Although a good starting point, this is a somewhat succinct history of the business, and we might need to delve into other sources - mostly newspapers from the period of the brewery’s birth - for clarification, especially as any dates and details seem a little scarce in the above piece.
In 1860 or possibly the year before, Edward Henry Macardle entered into a partnership with John Charles Duffy to greatly improve the existing brewery on Dublin Street in Dundalk. John C. Duffy had probably owned the brewery along with other family members - James and Arthur Duffy and his uncle Patrick Wynne - since at least the early 1830s, and perhaps prior to that it was owned by Patrick Wynne alone.
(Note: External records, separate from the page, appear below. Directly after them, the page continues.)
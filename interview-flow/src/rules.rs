//! Survey-specific rules, loaded from configuration alongside the survey.
//!
//! Two kinds of rule exist:
//! - a reorder table that re-sequences the visible questions into a fixed
//!   canonical order of question numbers;
//! - a bye-election rule that limits one question to the constituencies
//!   holding a bye-election.
//!
//! The bye-election constituencies can also be taken from the AC master
//! data, a JSON object keyed by constituency name.

use std::collections::BTreeMap;

use serde::{Deserialize, Serialize};
use tracing::debug;

use crate::{ConfigError, LocatedQuestion, Question};

/// Rules for one survey.
#[derive(Debug, Clone, Default, PartialEq, Serialize, Deserialize)]
pub struct SurveyRules {
    pub survey_id: String,

    /// Canonical question order. Empty means the survey order is kept.
    #[serde(default)]
    pub reorder: Vec<ReorderEntry>,

    #[serde(default)]
    pub bye_election: Option<ByeElectionRule>,
}

impl SurveyRules {
    pub fn new(survey_id: impl Into<String>) -> Self {
        Self {
            survey_id: survey_id.into(),
            reorder: Vec::new(),
            bye_election: None,
        }
    }

    /// Set the reorder table.
    pub fn with_reorder(mut self, entries: Vec<ReorderEntry>) -> Self {
        self.reorder = entries;
        self
    }

    /// Set the bye-election rule.
    pub fn with_bye_election(mut self, rule: ByeElectionRule) -> Self {
        self.bye_election = Some(rule);
        self
    }

    /// Check if `question` may be shown to a respondent in `constituency`.
    pub fn permits(&self, question: &Question, constituency: Option<&str>) -> bool {
        self.bye_election
            .as_ref()
            .is_none_or(|rule| rule.permits(question, constituency))
    }

    /// Re-sequence visible questions according to the reorder table.
    ///
    /// Questions before the first numbered questionnaire question (consent,
    /// call status, ...) stay where they are. After that, questions matching
    /// the table are emitted in table order, followed by the unmatched ones
    /// in their original relative order.
    pub fn reorder<'a>(&self, mut visible: Vec<LocatedQuestion<'a>>) -> Vec<LocatedQuestion<'a>> {
        if self.reorder.is_empty() {
            return visible;
        }

        let split = visible
            .iter()
            .position(|located| is_numbered(located.question))
            .unwrap_or(visible.len());
        let mut remaining: Vec<Option<LocatedQuestion<'a>>> =
            visible.split_off(split).into_iter().map(Some).collect();

        for entry in &self.reorder {
            let key = entry.key();
            for slot in &mut remaining {
                let matches = slot
                    .as_ref()
                    .is_some_and(|located| number_of(located.question) == Some(key.as_str()));
                if matches && let Some(located) = slot.take() {
                    visible.push(located);
                }
            }
        }

        let unmatched = remaining.iter().flatten().count();
        visible.extend(remaining.into_iter().flatten());
        debug!(survey = %self.survey_id, unmatched, "reordered visible questions");
        visible
    }
}

fn number_of(question: &Question) -> Option<&str> {
    question
        .question_number()
        .map(str::trim)
        .filter(|number| !number.is_empty())
}

fn is_numbered(question: &Question) -> bool {
    !question.is_system() && number_of(question).is_some()
}

/// One position in a reorder table: a question number and an optional
/// sub-question letter, matched against `"{question_number}{sub_question}"`.
#[derive(Debug, Clone, PartialEq, Eq, Serialize, Deserialize)]
pub struct ReorderEntry {
    pub question_number: String,

    #[serde(default)]
    pub sub_question: Option<String>,
}

impl ReorderEntry {
    pub fn new(question_number: impl Into<String>) -> Self {
        Self {
            question_number: question_number.into(),
            sub_question: None,
        }
    }

    pub fn with_sub(question_number: impl Into<String>, sub_question: impl Into<String>) -> Self {
        Self {
            question_number: question_number.into(),
            sub_question: Some(sub_question.into()),
        }
    }

    /// The question number this entry matches.
    pub fn key(&self) -> String {
        let number = self.question_number.trim();
        match self.sub_question.as_deref().map(str::trim) {
            Some(sub) => format!("{number}{sub}"),
            None => number.to_string(),
        }
    }
}

/// Shows the question numbered `question_number` only in the listed constituencies.
#[derive(Debug, Clone, PartialEq, Eq, Serialize, Deserialize)]
pub struct ByeElectionRule {
    pub question_number: String,

    #[serde(default)]
    pub constituencies: Vec<String>,
}

impl ByeElectionRule {
    /// Gate `question_number` to every constituency flagged in the AC master.
    pub fn from_ac_master(question_number: impl Into<String>, master: &AcMaster) -> Self {
        Self {
            question_number: question_number.into(),
            constituencies: master
                .iter()
                .filter(|(_, entry)| entry.has_bye_election)
                .map(|(name, _)| name.clone())
                .collect(),
        }
    }

    pub fn permits(&self, question: &Question, constituency: Option<&str>) -> bool {
        if number_of(question) != Some(self.question_number.trim()) {
            return true;
        }
        let Some(constituency) = constituency.map(|c| c.trim().to_lowercase()) else {
            return false;
        };
        self.constituencies
            .iter()
            .any(|listed| listed.trim().to_lowercase() == constituency)
    }
}

/// One constituency in the AC master data.
#[derive(Debug, Clone, Default, PartialEq, Eq, Serialize, Deserialize)]
#[serde(rename_all = "camelCase")]
pub struct AcMasterEntry {
    #[serde(default)]
    pub mp_name: String,

    #[serde(default)]
    pub mla_name: String,

    #[serde(default)]
    pub has_bye_election: bool,
}

/// AC master data keyed by constituency name.
pub type AcMaster = BTreeMap<String, AcMasterEntry>;

/// Parse AC master data from JSON.
pub fn parse_ac_master(json: &str) -> Result<AcMaster, ConfigError> {
    let master: AcMaster = serde_json::from_str(json)?;
    debug!(constituencies = master.len(), "loaded AC master data");
    Ok(master)
}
After John Duffy’s death in 1863, Andrew Thomas Moore, a cousin of E.H. Macardle, became his partner in that enterprise on Dublin Street, and so started Macardle-Moore reign as brewery owners in (and just beyond) the town.
Meanwhile, the brewery at Cambrickville, just outside Dundalk but quite close to the Dublin Street brewery, was possibly set up c. 1804 by a Simon Loraghan who is named as living at a house on the brewery site when it is up for sale in 1807, the brewery was ‘only three years at work’ at that time according to a newspaper advertisement. (Modern references to the brewery mention that this was the site of an earlier brewery in the 18th century owned by a William Stuart, of which there is no mention in commonly available sources from this time. Mr Loraghan may have had nothing to do with the brewery and may have just been a caretaker for the site, or an agent for its sale. Plus the 'three years at work' could refer to a rebuilt brewhouse on the site.) A James Duffy and Edward McAlister are later in partnership - with others - at the brewery up to 1822 when the partnership appears to have been dissolved. This was around the same time that a bankrupted Richard Darley lost his share in the venture, having seemingly surviving a similar fate in 1816 and 1819, when it was noted he was a quarter partner in the brewery. (This may have been just a protracted delay in resolving the issue of his bankruptcy, and it would be of interest if Richard Darley was related to Henry Darley who had a brewery in Stillorgan, and Bray, in the 19th century but that seems difficult to prove.)
A James McAlester (the surname spelling seems to vary) was running the brewery there alone from 1824 when the partnership called Duffy, Plunkett & Co. comprising of McAlester, John Duffy and Patrick Plunkett was dissolved, although it appears Plunkett had already left the business in 1821. The enterprise was known as ‘Cambrick Ville Brewery’ at this time. McAlester was still brewing there in 1846 according to Slater’s Directory, although four years earlier in 1842 barley, brewing utensils as well as furniture and livestock was being sold at an auction to pay off some debts, and the brewery was certainly unoccupied by the 1850s as referenced by council records in newspaper at this time. So Slater’s may have been listing it as an existing brewery structure even though it was not currently in production.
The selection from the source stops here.